L'édition 2025 du festival d'animation Kaboom s'ouvre avec la désormais familière promenade de l'animation à Utrecht et à Amsterdam avec le film japonais en compétition Totto-Chan. L'animation belge fait l'objet d'une attention particulière et le film acclamé de cette année, Masaaki Yuasa, est le premier à être présenté. l'artiste à l'honneur. Mais si vous cliquez sur le programme sur le site web, il est indiqué quelque chose de complètement différent en haut : Thème du festival : provocation. C'est assez curieux pour une conversation zoom avec la directrice artistique Aneta Ozorek.
Pourquoi et comment la provocation est-elle un thème ?
"Tout d'abord, bien sûr, il se passe énormément de choses dans le monde en ce moment, et les artistes réagissent à cela. Nous pensons que les animateurs y sont également très sensibles. L'art provocateur peut-il ou non contribuer au changement social ? Ce genre de questions est entré en ligne de compte. Selon nous, les déclarations artistiques et les films qui abordent des aspects de la société sont toujours pertinents pour les artistes.
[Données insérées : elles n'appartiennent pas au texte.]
//! Common types used across QuotaGuard

use serde::{Deserialize, Serialize};
use uuid::Uuid;

use crate::error::CatalogError;

// =============================================================================
// ID Wrappers
// =============================================================================

/// User ID wrapper
#[derive(Debug, Clone, Copy, PartialEq, Eq, Hash, PartialOrd, Ord, Serialize, Deserialize)]
#[serde(transparent)]
pub struct UserId(pub Uuid);

impl UserId {
    pub fn new() -> Self {
        Self(Uuid::new_v4())
    }
}

impl Default for UserId {
    fn default() -> Self {
        Self::new()
    }
}

impl From<Uuid> for UserId {
    fn from(id: Uuid) -> Self {
        Self(id)
    }
}

impl std::fmt::Display for UserId {
    fn fmt(&self, f: &mut std::fmt::Formatter<'_>) -> std::fmt::Result {
        self.0.fmt(f)
    }
}

// =============================================================================
// Tiers
// =============================================================================

/// Subscription tier
///
/// Ordered from lowest to highest. `Applicant` is the free tier every user
/// starts on and falls back to when a paid tier expires.
#[derive(
    Debug, Clone, Copy, PartialEq, Eq, Hash, PartialOrd, Ord, Serialize, Deserialize, sqlx::Type,
)]
#[sqlx(type_name = "VARCHAR", rename_all = "lowercase")]
#[serde(rename_all = "lowercase")]
pub enum Tier {
    Applicant,
    Candidate,
    Executive,
}

impl Default for Tier {
    fn default() -> Self {
        Self::lowest()
    }
}

impl Tier {
    pub const ALL: [Tier; 3] = [Tier::Applicant, Tier::Candidate, Tier::Executive];
    pub const COUNT: usize = Self::ALL.len();

    /// The default tier for new and expired subscriptions
    pub const fn lowest() -> Self {
        Self::Applicant
    }

    /// Position in the upgrade order (higher = more capacity)
    pub const fn rank(&self) -> u8 {
        match self {
            Self::Applicant => 0,
            Self::Candidate => 1,
            Self::Executive => 2,
        }
    }

    pub(crate) const fn index(&self) -> usize {
        self.rank() as usize
    }

    pub fn as_str(&self) -> &'static str {
        match self {
            Self::Applicant => "applicant",
            Self::Candidate => "candidate",
            Self::Executive => "executive",
        }
    }

    /// Resolve a retired tier identifier through [`LEGACY_TIER_MIGRATIONS`]
    pub fn from_legacy(name: &str) -> Option<Self> {
        let name = name.to_lowercase();
        LEGACY_TIER_MIGRATIONS
            .iter()
            .find(|(legacy, _)| *legacy == name)
            .map(|(_, tier)| *tier)
    }
}

impl std::fmt::Display for Tier {
    fn fmt(&self, f: &mut std::fmt::Formatter<'_>) -> std::fmt::Result {
        f.write_str(self.as_str())
    }
}

impl std::str::FromStr for Tier {
    type Err = CatalogError;

    /// Strict parse. Legacy identifiers are rejected here; they are remapped
    /// once by the tier migration, never matched ad hoc.
    fn from_str(s: &str) -> Result<Self, Self::Err> {
        match s.to_lowercase().as_str() {
            "applicant" => Ok(Self::Applicant),
            "candidate" => Ok(Self::Candidate),
            "executive" => Ok(Self::Executive),
            _ => Err(CatalogError::UnknownTier(s.to_string())),
        }
    }
}

/// Version of [`LEGACY_TIER_MIGRATIONS`]. Bump when an entry is added.
pub const LEGACY_TIER_MIGRATION_VERSION: u32 = 1;

/// Retired tier identifiers and the tier each one maps to
pub const LEGACY_TIER_MIGRATIONS: &[(&str, Tier)] = &[
    ("free", Tier::Applicant),
    ("starter", Tier::Applicant),
    ("professional", Tier::Candidate),
    ("pro", Tier::Candidate),
    ("premium", Tier::Executive),
    ("enterprise", Tier::Executive),
];

// =============================================================================
// Features
// =============================================================================

/// How a feature's consumption is metered
#[derive(Debug, Clone, Copy, PartialEq, Eq, Hash, Serialize, Deserialize)]
#[serde(rename_all = "snake_case")]
pub enum MeterKind {
    /// Counter that resets at every cycle boundary
    Monthly,
    /// Count of concurrently live resources
    Gauge,
}

impl std::fmt::Display for MeterKind {
    fn fmt(&self, f: &mut std::fmt::Formatter<'_>) -> std::fmt::Result {
        match self {
            Self::Monthly => write!(f, "monthly"),
            Self::Gauge => write!(f, "gauge"),
        }
    }
}

/// A metered feature
#[derive(
    Debug, Clone, Copy, PartialEq, Eq, Hash, PartialOrd, Ord, Serialize, Deserialize, sqlx::Type,
)]
#[sqlx(type_name = "VARCHAR", rename_all = "snake_case")]
#[serde(rename_all = "snake_case")]
pub enum Feature {
    /// AI resume optimization runs
    Optimizations,
    /// ATS compatibility report generation
    AtsReports,
    /// Job applications currently being tracked (not archived)
    ActiveJobs,
}

impl Feature {
    pub const ALL: [Feature; 3] = [Feature::Optimizations, Feature::AtsReports, Feature::ActiveJobs];
    pub const COUNT: usize = Self::ALL.len();

    pub const fn meter(&self) -> MeterKind {
        match self {
            Self::Optimizations | Self::AtsReports => MeterKind::Monthly,
            Self::ActiveJobs => MeterKind::Gauge,
        }
    }

    pub(crate) const fn index(&self) -> usize {
        match self {
            Self::Optimizations => 0,
            Self::AtsReports => 1,
            Self::ActiveJobs => 2,
        }
    }

    pub fn as_str(&self) -> &'static str {
        match self {
            Self::Optimizations => "optimizations",
            Self::AtsReports => "ats_reports",
            Self::ActiveJobs => "active_jobs",
        }
    }
}

impl std::fmt::Display for Feature {
    fn fmt(&self, f: &mut std::fmt::Formatter<'_>) -> std::fmt::Result {
        f.write_str(self.as_str())
    }
}

impl std::str::FromStr for Feature {
    type Err = CatalogError;

    fn from_str(s: &str) -> Result<Self, Self::Err> {
        match s {
            "optimizations" => Ok(Self::Optimizations),
            "ats_reports" => Ok(Self::AtsReports),
            "active_jobs" => Ok(Self::ActiveJobs),
            _ => Err(CatalogError::UnknownFeature(s.to_string())),
        }
    }
}

// =============================================================================
// Limits
// =============================================================================

/// Per-tier limit for one feature
#[derive(Debug, Clone, Copy, PartialEq, Eq, Serialize, Deserialize)]
#[serde(tag = "kind", content = "cap", rename_all = "snake_case")]
pub enum Limit {
    Unlimited,
    Blocked,
    Monthly(u32),
    Gauge(u32),
}

impl Limit {
    /// Numeric cap; `None` for unlimited
    pub fn cap(&self) -> Option<u32> {
        match self {
            Self::Unlimited => None,
            Self::Blocked => Some(0),
            Self::Monthly(n) | Self::Gauge(n) => Some(*n),
        }
    }

    /// Whether this limit may be attached to a feature with the given meter.
    /// `Unlimited` and `Blocked` fit either.
    pub fn fits(&self, meter: MeterKind) -> bool {
        match self {
            Self::Unlimited | Self::Blocked => true,
            Self::Monthly(_) => meter == MeterKind::Monthly,
            Self::Gauge(_) => meter == MeterKind::Gauge,
        }
    }

    /// Units left after `used`; `None` for unlimited
    pub fn remaining(&self, used: i64) -> Option<u32> {
        self.cap().map(|cap| {
            let left = i64::from(cap) - used.max(0);
            u32::try_from(left.max(0)).unwrap_or(0)
        })
    }
}

impl std::fmt::Display for Limit {
    fn fmt(&self, f: &mut std::fmt::Formatter<'_>) -> std::fmt::Result {
        match self {
            Self::Unlimited => write!(f, "unlimited"),
            Self::Blocked => write!(f, "blocked"),
            Self::Monthly(n) => write!(f, "monthly({})", n),
            Self::Gauge(n) => write!(f, "gauge({})", n),
        }
    }
}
"Un exemple est le film 404 page non trouvée de Gina Kamentsky que nous avons ajouté au programme à la dernière minute. C'est une artiste trans des États-Unis qui a réalisé un court-métrage très en colère sur les politiques de Trump à l'encontre des personnes transgenres."
"Un deuxième motif est entré en ligne de compte : cela fait 60 ans que le mouvement Provo est apparu à Amsterdam. Ce mouvement a eu une grande influence dans cette ville toujours rebelle où de nombreuses opinions trouvent leur place. Ces actions d'alors ont-elles encore quelque chose à dire aujourd'hui ? Nous nous sommes demandé contre quoi Provo protesterait et provoquerait aujourd'hui. Ce souvenir de Provo ne figure pas explicitement dans le programme, mais il a joué un rôle.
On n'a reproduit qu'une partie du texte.